### Source material:
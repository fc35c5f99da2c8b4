// SPDX-License-Identifier: Apache-2.0
//! In-memory mock engine for scheduler and lifecycle tests.
//!
//! The mock records every `configure` and `execute` call in a shared log so
//! tests can assert execution order and the variant-mapping policy without a
//! real engine library.

use std::sync::{Arc, Mutex};
use std::time::Duration;

use crate::backend::{BackendConfig, BackendLoader, SimulatorBackend};
use crate::error::{Result, SimError};

/// Shared record of the calls a [`MockBackend`] has received.
#[derive(Debug, Default)]
pub struct CallLog {
    pub configures: Vec<BackendConfig>,
    /// Program text of each `execute` call, in call order.
    pub executes: Vec<String>,
}

#[derive(Debug, Clone)]
enum MockMode {
    /// Produce a single all-ones bitstring of the configured qubit width,
    /// with the shot count read back out of the config blob.
    AllOnes,
    /// Return a fixed result text verbatim.
    Canned(String),
    /// Fail every `execute`.
    Failing,
}

/// A deterministic in-memory engine.
#[derive(Debug, Clone)]
pub struct MockBackend {
    mode: MockMode,
    latency: Option<Duration>,
    configured: Option<BackendConfig>,
    log: Arc<Mutex<CallLog>>,
}

impl Default for MockBackend {
    fn default() -> Self {
        Self::new()
    }
}

impl MockBackend {
    pub fn new() -> Self {
        Self {
            mode: MockMode::AllOnes,
            latency: None,
            configured: None,
            log: Arc::new(Mutex::new(CallLog::default())),
        }
    }

    /// Return `text` verbatim from every `execute`.
    pub fn with_response(text: impl Into<String>) -> Self {
        Self {
            mode: MockMode::Canned(text.into()),
            ..Self::new()
        }
    }

    /// Fail every `execute`.
    pub fn failing() -> Self {
        Self {
            mode: MockMode::Failing,
            ..Self::new()
        }
    }

    /// Sleep for `latency` inside each `execute`, simulating a slow engine.
    pub fn with_latency(mut self, latency: Duration) -> Self {
        self.latency = Some(latency);
        self
    }

    /// Handle on the shared call log; survives the backend being moved into
    /// the worker thread.
    pub fn call_log(&self) -> Arc<Mutex<CallLog>> {
        Arc::clone(&self.log)
    }

    fn all_ones_response(&self, config_json: &str) -> String {
        let width = self.configured.as_ref().map_or(0, |c| c.num_qubits);
        let shots = serde_json::from_str::<serde_json::Value>(config_json)
            .ok()
            .and_then(|v| v.get("shots").and_then(serde_json::Value::as_u64))
            .unwrap_or(0);
        let bits = "1".repeat(width);
        format!("{{\"time_taken\": 0.0, \"counts\": {{\"{bits}\": {shots}}}}}")
    }
}

impl SimulatorBackend for MockBackend {
    fn configure(&mut self, config: &BackendConfig) -> Result<()> {
        self.log
            .lock()
            .unwrap_or_else(std::sync::PoisonError::into_inner)
            .configures
            .push(config.clone());
        self.configured = Some(config.clone());
        Ok(())
    }

    fn execute(&mut self, program: &str, config_json: &str) -> Result<String> {
        self.log
            .lock()
            .unwrap_or_else(std::sync::PoisonError::into_inner)
            .executes
            .push(program.to_string());

        if let Some(latency) = self.latency {
            std::thread::sleep(latency);
        }

        match &self.mode {
            MockMode::AllOnes => Ok(self.all_ones_response(config_json)),
            MockMode::Canned(text) => Ok(text.clone()),
            MockMode::Failing => Err(SimError::Execute("injected mock failure".into())),
        }
    }
}

/// Loader that hands out clones of a template [`MockBackend`], or fails.
#[derive(Debug)]
pub struct MockLoader {
    template: Option<MockBackend>,
}

impl MockLoader {
    pub fn new(backend: MockBackend) -> Self {
        Self {
            template: Some(backend),
        }
    }

    /// Simulate an engine that cannot be loaded.
    pub fn failing() -> Self {
        Self { template: None }
    }
}

impl BackendLoader for MockLoader {
    fn load(&self) -> Result<Box<dyn SimulatorBackend>> {
        match &self.template {
            Some(backend) => Ok(Box::new(backend.clone())),
            None => Err(SimError::LoadFailed {
                path: "<mock>".into(),
                cause: "injected load failure".into(),
            }),
        }
    }
}
// SPDX-License-Identifier: Apache-2.0
//! # maestro-sim
//!
//! Execution-backend interface for the Maestro device engine.
//!
//! The device scheduler in `maestro-device` is generic over a
//! [`SimulatorBackend`]: a stateful engine that is configured per job and
//! synchronously executes a program into a result text blob. Two
//! implementations live here:
//!
//! - [`DynamicBackend`] loads a real engine shared library and drives it
//!   through a narrow C contract;
//! - [`mock::MockBackend`] is a deterministic in-memory engine used by the
//!   scheduler's tests.
//!
//! Backends are produced through a [`BackendLoader`], so the scheduler's
//! start path can fail a load without caring which implementation is behind
//! it.

pub mod backend;
pub mod error;
pub mod loader;
pub mod mock;

pub use backend::{BackendConfig, BackendLoader, ExecSelection, SimulatorBackend};
pub use error::{Result, SimError};
pub use loader::{DynamicBackend, DynamicLoader};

### The task:
Reply with every line of the material above, unaltered.

### Answer space:
repository fc35c5f99da2c8b4
// SPDX-License-Identifier: Apache-2.0
//! In-memory mock engine for scheduler and lifecycle tests.
//!
//! The mock records every `configure` and `execute` call in a shared log so
//! tests can assert execution order and the variant-mapping policy without a
//! real engine library.

use std::sync::{Arc, Mutex};
use std::time::Duration;

use crate::backend::{BackendConfig, BackendLoader, SimulatorBackend};
use crate::error::{Result, SimError};

/// Shared record of the calls a [`MockBackend`] has received.
#[derive(Debug, Default)]
pub struct CallLog {
    pub configures: Vec<BackendConfig>,
    /// Program text of each `execute` call, in call order.
    pub executes: Vec<String>,
}

#[derive(Debug, Clone)]
enum MockMode {
    /// Produce a single all-ones bitstring of the configured qubit width,
    /// with the shot count read back out of the config blob.
    AllOnes,
    /// Return a fixed result text verbatim.
    Canned(String),
    /// Fail every `execute`.
    Failing,
}

/// A deterministic in-memory engine.
#[derive(Debug, Clone)]
pub struct MockBackend {
    mode: MockMode,
    latency: Option<Duration>,
    configured: Option<BackendConfig>,
    log: Arc<Mutex<CallLog>>,
}

impl Default for MockBackend {
    fn default() -> Self {
        Self::new()
    }
}

impl MockBackend {
    pub fn new() -> Self {
        Self {
            mode: MockMode::AllOnes,
            latency: None,
            configured: None,
            log: Arc::new(Mutex::new(CallLog::default())),
        }
    }

    /// Return `text` verbatim from every `execute`.
    pub fn with_response(text: impl Into<String>) -> Self {
        Self {
            mode: MockMode::Canned(text.into()),
            ..Self::new()
        }
    }

    /// Fail every `execute`.
    pub fn failing() -> Self {
        Self {
            mode: MockMode::Failing,
            ..Self::new()
        }
    }

    /// Sleep for `latency` inside each `execute`, simulating a slow engine.
    pub fn with_latency(mut self, latency: Duration) -> Self {
        self.latency = Some(latency);
        self
    }

    /// Handle on the shared call log; survives the backend being moved into
    /// the worker thread.
    pub fn call_log(&self) -> Arc<Mutex<CallLog>> {
        Arc::clone(&self.log)
    }

    fn all_ones_response(&self, config_json: &str) -> String {
        let width = self.configured.as_ref().map_or(0, |c| c.num_qubits);
        let shots = serde_json::from_str::<serde_json::Value>(config_json)
            .ok()
            .and_then(|v| v.get("shots").and_then(serde_json::Value::as_u64))
            .unwrap_or(0);
        let bits = "1".repeat(width);
        format!("{{\"time_taken\": 0.0, \"counts\": {{\"{bits}\": {shots}}}}}")
    }
}

impl SimulatorBackend for MockBackend {
    fn configure(&mut self, config: &BackendConfig) -> Result<()> {
        self.log
            .lock()
            .unwrap_or_else(std::sync::PoisonError::into_inner)
            .configures
            .push(config.clone());
        self.configured = Some(config.clone());
        Ok(())
    }

    fn execute(&mut self, program: &str, config_json: &str) -> Result<String> {
        self.log
            .lock()
            .unwrap_or_else(std::sync::PoisonError::into_inner)
            .executes
            .push(program.to_string());

        if let Some(latency) = self.latency {
            std::thread::sleep(latency);
        }

        match &self.mode {
            MockMode::AllOnes => Ok(self.all_ones_response(config_json)),
            MockMode::Canned(text) => Ok(text.clone()),
            MockMode::Failing => Err(SimError::Execute("injected mock failure".into())),
        }
    }
}

/// Loader that hands out clones of a template [`MockBackend`], or fails.
#[derive(Debug)]
pub struct MockLoader {
    template: Option<MockBackend>,
}

impl MockLoader {
    pub fn new(backend: MockBackend) -> Self {
        Self {
            template: Some(backend),
        }
    }

    /// Simulate an engine that cannot be loaded.
    pub fn failing() -> Self {
        Self { template: None }
    }
}

impl BackendLoader for MockLoader {
    fn load(&self) -> Result<Box<dyn SimulatorBackend>> {
        match &self.template {
            Some(backend) => Ok(Box::new(backend.clone())),
            None => Err(SimError::LoadFailed {
                path: "<mock>".into(),
                cause: "injected load failure".into(),
            }),
        }
    }
}
// SPDX-License-Identifier: Apache-2.0
//! # maestro-sim
//!
//! Execution-backend interface for the Maestro device engine.
//!
//! The device scheduler in `maestro-device` is generic over a
//! [`SimulatorBackend`]: a stateful engine that is configured per job and
//! synchronously executes a program into a result text blob. Two
//! implementations live here:
//!
//! - [`DynamicBackend`] loads a real engine shared library and drives it
//!   through a narrow C contract;
//! - [`mock::MockBackend`] is a deterministic in-memory engine used by the
//!   scheduler's tests.
//!
//! Backends are produced through a [`BackendLoader`], so the scheduler's
//! start path can fail a load without caring which implementation is behind
//! it.

pub mod backend;
pub mod error;
pub mod loader;
pub mod mock;

pub use backend::{BackendConfig, BackendLoader, ExecSelection, SimulatorBackend};
pub use error::{Result, SimError};
pub use loader::{DynamicBackend, DynamicLoader};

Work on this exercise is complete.